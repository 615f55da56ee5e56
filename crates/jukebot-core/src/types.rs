// SPDX-FileCopyrightText: 2026 Jukebot Contributors
// SPDX-License-Identifier: MIT OR Apache-2.0

//! Common types used across boundary traits and the Jukebot command core.

use std::path::PathBuf;

use serde::{Deserialize, Serialize};
use strum::{Display, EnumString};

/// Identifier for the chat-platform grouping (guild/server) under which
/// quota and session state are partitioned.
#[derive(Debug, Clone, PartialEq, Eq, Hash, Serialize, Deserialize)]
pub struct ScopeId(pub String);

impl std::fmt::Display for ScopeId {
    fn fmt(&self, f: &mut std::fmt::Formatter<'_>) -> std::fmt::Result {
        write!(f, "{}", self.0)
    }
}

/// Identifier for the chat-platform user who triggered a command.
#[derive(Debug, Clone, PartialEq, Eq, Hash, Serialize, Deserialize)]
pub struct UserId(pub String);

impl std::fmt::Display for UserId {
    fn fmt(&self, f: &mut std::fmt::Formatter<'_>) -> std::fmt::Result {
        write!(f, "{}", self.0)
    }
}

/// The storage-facing form of a completed command invocation.
///
/// One row per invocation; `params` holds the final parameter mapping at
/// save time, including values added mid-pipeline (rewritten prompts,
/// resolved flags).
#[derive(Debug, Clone, Serialize, Deserialize)]
pub struct InvocationRecord {
    /// Unique record identifier (UUID v4).
    pub id: String,
    /// User who invoked the command.
    pub user_id: UserId,
    /// Scope (guild) the command was invoked in.
    pub scope_id: ScopeId,
    /// Command name, e.g. "image".
    pub command: String,
    /// Final parameter mapping (keys unique, insertion order irrelevant).
    pub params: serde_json::Map<String, serde_json::Value>,
    /// ISO 8601 start timestamp.
    pub started_at: String,
    /// ISO 8601 completion timestamp, stamped at save.
    pub completed_at: Option<String>,
}

// --- Channel reply types ---

/// A rich display object attached to a reply (title, body, optional
/// attachment image and footer).
#[derive(Debug, Clone, PartialEq, Eq)]
pub struct DisplayCard {
    pub title: String,
    pub body: String,
    /// File name of an attachment to render inside the card.
    pub image_attachment: Option<String>,
    pub footer: Option<String>,
    /// Accent color, 24-bit RGB.
    pub color: u32,
}

impl DisplayCard {
    pub fn new(title: impl Into<String>, body: impl Into<String>, color: u32) -> Self {
        Self {
            title: title.into(),
            body: body.into(),
            image_attachment: None,
            footer: None,
            color,
        }
    }
}

/// An outbound reply: plain text, an optional display card, and zero or
/// more file attachments.
#[derive(Debug, Clone, Default)]
pub struct Reply {
    pub text: Option<String>,
    pub card: Option<DisplayCard>,
    pub attachments: Vec<PathBuf>,
}

impl Reply {
    /// A plain-text reply with no card or attachments.
    pub fn text(text: impl Into<String>) -> Self {
        Self {
            text: Some(text.into()),
            ..Self::default()
        }
    }

    pub fn with_card(mut self, card: DisplayCard) -> Self {
        self.card = Some(card);
        self
    }

    pub fn with_attachment(mut self, path: PathBuf) -> Self {
        self.attachments.push(path);
        self
    }
}

// --- Text generation types ---

/// A text-generation request (chat, vision, prompt rewriting).
#[derive(Debug, Clone, Default)]
pub struct TextRequest {
    pub prompt: String,
    /// Optional system-level instructions.
    pub instructions: Option<String>,
    /// Model override; the backend's default applies when `None`.
    pub model: Option<String>,
    /// Remote image to include as vision input.
    pub image_url: Option<String>,
    /// Continuation identifier from a previous response.
    pub previous_response_id: Option<String>,
    pub max_output_tokens: Option<u32>,
}

/// A text-generation response with a continuation identifier for
/// follow-up turns.
#[derive(Debug, Clone)]
pub struct TextResponse {
    pub id: String,
    pub text: String,
    /// Set when this response continued an earlier one.
    pub previous_response_id: Option<String>,
}

// --- Image generation types ---

/// An image-generation request.
#[derive(Debug, Clone)]
pub struct ImageRequest {
    pub prompt: String,
    pub model: String,
    /// Background transparency option (constrained model family only).
    pub background: Option<String>,
    /// Moderation strictness (constrained model family only).
    pub moderation: Option<String>,
    /// Response encoding, e.g. "b64_json" (legacy model family).
    pub response_format: Option<String>,
}

/// One generated image: inline base64 bytes or a reference URL.
#[derive(Debug, Clone)]
pub struct GeneratedImage {
    pub b64_data: Option<String>,
    pub url: Option<String>,
    /// Backend-rewritten prompt, when the model rewrites prompts.
    pub revised_prompt: Option<String>,
}

/// The full image-generation response.
#[derive(Debug, Clone)]
pub struct ImageResponse {
    /// Backend creation timestamp (unix seconds), used in artifact names.
    pub created: i64,
    pub images: Vec<GeneratedImage>,
}

// --- Speech synthesis types ---

/// A speech-synthesis request; the response is raw audio bytes.
#[derive(Debug, Clone)]
pub struct SpeechRequest {
    pub text: String,
    pub voice: String,
    pub model: String,
    /// Output container, e.g. "wav".
    pub format: Option<String>,
}

// --- Video job types ---

/// Status of an asynchronous video-generation job.
///
/// Monotonic: a job never regresses from a terminal status.
#[derive(
    Debug, Clone, Copy, PartialEq, Eq, Display, EnumString, Serialize, Deserialize,
)]
#[strum(serialize_all = "snake_case")]
#[serde(rename_all = "snake_case")]
pub enum JobStatus {
    Queued,
    InProgress,
    Completed,
    Failed,
}

impl JobStatus {
    /// Whether no further transition can occur from this status.
    pub fn is_terminal(self) -> bool {
        matches!(self, JobStatus::Completed | JobStatus::Failed)
    }
}

/// Backend-reported failure detail for a terminal failed job.
#[derive(Debug, Clone, Serialize, Deserialize)]
pub struct JobError {
    pub code: String,
    pub message: String,
}

/// One outstanding video-generation job as reported by the backend.
#[derive(Debug, Clone)]
pub struct VideoJob {
    /// Backend-assigned job identifier.
    pub id: String,
    pub status: JobStatus,
    pub error: Option<JobError>,
    pub model: String,
}

/// A video-generation submission.
#[derive(Debug, Clone)]
pub struct VideoRequest {
    pub prompt: String,
    pub model: String,
    /// Requested duration in seconds; the backend takes it as a string enum.
    pub seconds: String,
    /// Output resolution, e.g. "1280x720".
    pub size: String,
    /// Local path of a reference image to attach to the submission.
    pub input_reference: Option<PathBuf>,
}
// SPDX-FileCopyrightText: 2026 Jukebot Contributors
// SPDX-License-Identifier: MIT OR Apache-2.0

//! Orchestration core for Jukebot's long-running commands.
//!
//! This crate provides:
//! - **GenerationSupervisor**: submit/poll/download/cleanup state machine
//!   for asynchronous video jobs, with an optional prompt-rewriting pre-step
//! - **TalkLoop**: timer-driven generate+emit cycles gated by voice presence
//! - **TalkRegistry**: cancellable per-scope talk-session handles
//! - **generate_spoken_reply**: the shared text-to-speech cycle

pub mod registry;
pub mod speech;
pub mod supervisor;
pub mod talk;

pub use registry::{TalkHandle, TalkRegistry};
pub use speech::{SpeechSettings, SpokenReply, generate_spoken_reply};
pub use supervisor::{
    DirectorSettings, GenerationSupervisor, ReferenceSource, SupervisorOutcome,
    SupervisorState, VideoJobSpec,
};
pub use talk::{TalkLoop, TalkSpec};
// SPDX-FileCopyrightText: 2026 Jukebot Contributors
// SPDX-License-Identifier: MIT OR Apache-2.0

//! The chat command: conversational text generation with per-user
//! continuation threading.

use std::collections::HashMap;

use jukebot_context::{CommandInvocation, param_map};
use jukebot_core::types::{DisplayCard, Reply, TextRequest};
use jukebot_core::{JukebotError, ScopeId, UserId};
use serde_json::json;
use tokio::sync::Mutex;

use crate::deps::CommandDeps;

const CHAT_CARD_COLOR: u32 = 1_752_220;

/// Tracks the last response id per user so `keep_chatting` can continue
/// the previous turn.
#[derive(Debug, Default)]
pub struct ThreadTracker {
    threads: Mutex<HashMap<String, String>>,
}

impl ThreadTracker {
    pub fn new() -> Self {
        Self::default()
    }

    /// Last response id recorded for the user, if any.
    pub async fn last(&self, user: &UserId) -> Option<String> {
        self.threads.lock().await.get(&user.0).cloned()
    }

    /// Records the user's latest response id.
    pub async fn remember(&self, user: &UserId, response_id: String) {
        self.threads.lock().await.insert(user.0.clone(), response_id);
    }
}

/// Typed request for the chat command.
#[derive(Debug, Clone)]
pub struct ChatCommand {
    pub user: UserId,
    pub scope: ScopeId,
    pub prompt: String,
    /// Continue from the user's previous response.
    pub keep_chatting: bool,
    pub model: Option<String>,
    pub instructions: Option<String>,
}

/// Generates a chat response and replies with the prompt quoted above a
/// response card.
pub async fn chat(deps: &CommandDeps, cmd: ChatCommand) -> Result<(), JukebotError> {
    let instructions = cmd
        .instructions
        .clone()
        .unwrap_or_else(|| deps.config.prompts.chat_instructions.clone());
    let model = cmd
        .model
        .clone()
        .unwrap_or_else(|| deps.config.backend.text_model.clone());

    let mut ctx = CommandInvocation::open(
        cmd.user.clone(),
        cmd.scope.clone(),
        "chat",
        param_map([
            ("chat_prompt", json!(cmd.prompt)),
            ("topic", json!(cmd.user.0)),
            ("custom_instructions", json!(instructions)),
            ("keep_chatting", json!(cmd.keep_chatting)),
            ("model", json!(model)),
        ]),
    );

    let previous_response_id = if cmd.keep_chatting {
        deps.threads.last(&cmd.user).await
    } else {
        None
    };

    let response = match deps
        .backend
        .generate_text(TextRequest {
            prompt: cmd.prompt.clone(),
            instructions: Some(instructions),
            model: Some(model.clone()),
            previous_response_id,
            ..TextRequest::default()
        })
        .await
    {
        Ok(response) => response,
        Err(JukebotError::PromptRejected { .. }) => {
            deps.channel
                .reply(
                    &cmd.scope,
                    Reply::text(format!(
                        "Your prompt:\n> {}\nProbably violated the content policy. \
                         Clean up your act.",
                        cmd.prompt
                    )),
                )
                .await?;
            return ctx.save(deps.records.as_ref()).await;
        }
        Err(e) => return Err(e),
    };

    deps.threads.remember(&cmd.user, response.id.clone()).await;

    let title = format!(
        "`{model}` Response{}",
        if response.previous_response_id.is_some() {
            " (Continued)"
        } else {
            ""
        }
    );
    let card = DisplayCard::new(title, response.text, CHAT_CARD_COLOR);

    deps.channel
        .reply(
            &cmd.scope,
            Reply::text(format!("> {}", cmd.prompt)).with_card(card),
        )
        .await?;

    ctx.save(deps.records.as_ref()).await
}
// SPDX-FileCopyrightText: 2026 Jukebot Contributors
// SPDX-License-Identifier: MIT OR Apache-2.0

//! Generation-backend boundary trait.

use async_trait::async_trait;

use crate::error::JukebotError;
use crate::types::{
    ImageRequest, ImageResponse, SpeechRequest, TextRequest, TextResponse, VideoJob,
    VideoRequest,
};

/// Adapter for the generative-media provider.
///
/// Covers the four generation surfaces the commands use: text (chat,
/// vision, prompt rewriting), images, speech, and asynchronous video jobs
/// with an opaque submit/poll/download contract.
#[async_trait]
pub trait GenerationBackend: Send + Sync {
    /// Generates text from a prompt, with optional instructions, vision
    /// input, and a continuation identifier for follow-up turns.
    async fn generate_text(&self, request: TextRequest) -> Result<TextResponse, JukebotError>;

    /// Generates one or more images from a prompt.
    async fn generate_image(&self, request: ImageRequest)
    -> Result<ImageResponse, JukebotError>;

    /// Synthesizes speech audio for the given text and voice.
    async fn synthesize_speech(&self, request: SpeechRequest)
    -> Result<Vec<u8>, JukebotError>;

    /// Submits a video-generation job. Returns the job in its initial
    /// (non-terminal) status, or an error when the submission is rejected.
    async fn submit_video(&self, request: VideoRequest) -> Result<VideoJob, JukebotError>;

    /// Polls a previously submitted job's current status.
    async fn poll_video(&self, job_id: &str) -> Result<VideoJob, JukebotError>;

    /// Downloads the rendered content of a completed job.
    async fn download_video(&self, job_id: &str) -> Result<Vec<u8>, JukebotError>;

    /// Submits a remix of an existing job with a new prompt.
    async fn remix_video(&self, job_id: &str, prompt: &str)
    -> Result<VideoJob, JukebotError>;
}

### Instructions to follow:
The lines needed run from the first line of the data through the line containing "triggered a command."; give them again exactly and nothing else.

### Answer to the exercise:
repository 615f55da56ee5e56
filename crates/jukebot-core/src/types.rs
// SPDX-FileCopyrightText: 2026 Jukebot Contributors
// SPDX-License-Identifier: MIT OR Apache-2.0

//! Common types used across boundary traits and the Jukebot command core.

use std::path::PathBuf;

use serde::{Deserialize, Serialize};
use strum::{Display, EnumString};

/// Identifier for the chat-platform grouping (guild/server) under which
/// quota and session state are partitioned.
#[derive(Debug, Clone, PartialEq, Eq, Hash, Serialize, Deserialize)]
pub struct ScopeId(pub String);

impl std::fmt::Display for ScopeId {
    fn fmt(&self, f: &mut std::fmt::Formatter<'_>) -> std::fmt::Result {
        write!(f, "{}", self.0)
    }
}

/// Identifier for the chat-platform user who triggered a command.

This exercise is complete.